Runpod. After brief research Runpod seemed like the initial best choice. After selecting some options, handing over $10, and uploading an SSH key, I had a machine up and running. However, I ran into a series of issues connecting to the machine. The first seemed to be due to an undocumented lack of support for RSA SSH keys. Giving it an ed25519 key made it happy. However, the connection was a weird (proxied?) SSH connection that would not cooperate with scp, rsync, or VS Code remote development. The docs say the latter should work, but in brief tries it would not. Bummer. I moved on, and will hopefully find another use for the credits when I don't need interactive use.

Vast AI. This worked. It was also cheaper than Runpod for a more powerful machine with lower latency. Interestingly the machine I used booted up right into a tmux session. I actually like this. However, it did break VS Code remote development. Manually configuring the ~/.ssh/config with a RemoteCommand allowed it to connect:

Host vast-gpu
    HostName <FILL IP>
    Port <FILL PORT> 
    User root
    IdentityFile ~/.ssh/id_ed25519
    RemoteCommand bash -l
    RequestTTY no

With a bit of reallocating the machine (loading two 20B Models + the environment used over 150GB of disk, more expected), I was able to locally run both GPT-OSS and its safeguarding sibling.

Huggingface Inference. My initial curiosity was around model diffing for the safeguard variant, thus needed local parameter access. However, some of my questions just need blackbox access. While the various HF blackbox APIs don't always support the latest models, it seems like it might work.

Replicating the results

An initial step in exploring the model is replicating their results on the datasets they use (ToxicChat (Lin et al., 2023) and a Moderation Dataset (Markov et al., 2023)).

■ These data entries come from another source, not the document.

impl SignalConfig {
    pub fn new(providers: Vec<ProviderSpec>) -> Self {
        Self {
            providers,
            retention: hours(168),
            trend_window: hours(24),
            rising_threshold: 0.0,
            falling_threshold: 0.0,
            trend_baseline: TrendBaseline::WindowMean,
            staleness_ceiling: hours(24),
            cache_radius_km: None,
        }
    }

    pub fn retention(mut self, retention: Duration) -> Self {
        self.retention = retention;
        self
    }

    pub fn trend_window(mut self, window: Duration) -> Self {
        self.trend_window = window;
        self
    }

    pub fn threshold(mut self, threshold: f64) -> Self {
        self.rising_threshold = threshold;
        self.falling_threshold = threshold;
        self
    }

    pub fn baseline(mut self, baseline: TrendBaseline) -> Self {
        self.trend_baseline = baseline;
        self
    }

    pub fn staleness_ceiling(mut self, ceiling: Duration) -> Self {
        self.staleness_ceiling = ceiling;
        self
    }

    pub fn cache_radius_km(mut self, radius_km: f64) -> Self {
        self.cache_radius_km = Some(radius_km);
        self
    }

    pub fn trend_rule(&self) -> TrendRule {
        TrendRule {
            rising_threshold: self.rising_threshold,
            falling_threshold: self.falling_threshold,
            baseline: self.trend_baseline,
        }
    }

    pub fn validate(&self, kind: SignalKind) -> Result<(), ValidationError> {
        let invalid = |reason: String| ValidationError::InvalidSignalConfig {
            kind: kind.as_str().to_owned(),
            reason,
        };

        if self.providers.is_empty() {
            return Err(ValidationError::EmptyCascade {
                kind: kind.as_str().to_owned(),
            });
        }
        for spec in &self.providers {
            if spec.provider.signal_kind() != kind {
                return Err(invalid(format!(
                    "provider '{}' serves {}, not {kind}",
                    spec.provider,
                    spec.provider.signal_kind()
                )));
            }
            if spec.timeout.is_zero() {
                return Err(invalid(format!("provider '{}' has a zero timeout", spec.provider)));
            }
            if let Some(limit) = spec.max_distance_km {
                if !limit.is_finite() || limit < 0.0 {
                    return Err(invalid(format!(
                        "provider '{}' max_distance_km must be a non-negative number",
                        spec.provider
                    )));
                }
            }
        }
        for (name, threshold) in [
            ("rising_threshold", self.rising_threshold),
            ("falling_threshold", self.falling_threshold),
        ] {
            if !threshold.is_finite() || threshold < 0.0 {
                return Err(invalid(format!("{name} must be a non-negative number")));
            }
        }
        if self.retention.is_zero() {
            return Err(invalid(String::from("retention must be positive")));
        }
        if let Some(radius) = self.cache_radius_km {
            if !radius.is_finite() || radius < 0.0 {
                return Err(invalid(String::from("cache_radius_km must be a non-negative number")));
            }
        }
        Ok(())
    }
}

Unfortunately they do not seem to give their prompts for their evals. I need to experiment more and see if I can replicate their numbers with a mix of policy prompts. Please share if you found some sample prompts for the model.

Conclusion

There's a lot of interesting things to explore with GPT-OSS-Safeguard. After today I have better understanding of the model (/knowledge it exists. I just saw it this morning), better understanding of model diffing prior work, and the infrastructure to run it. Hopefully I'll have some results starting tomorrow.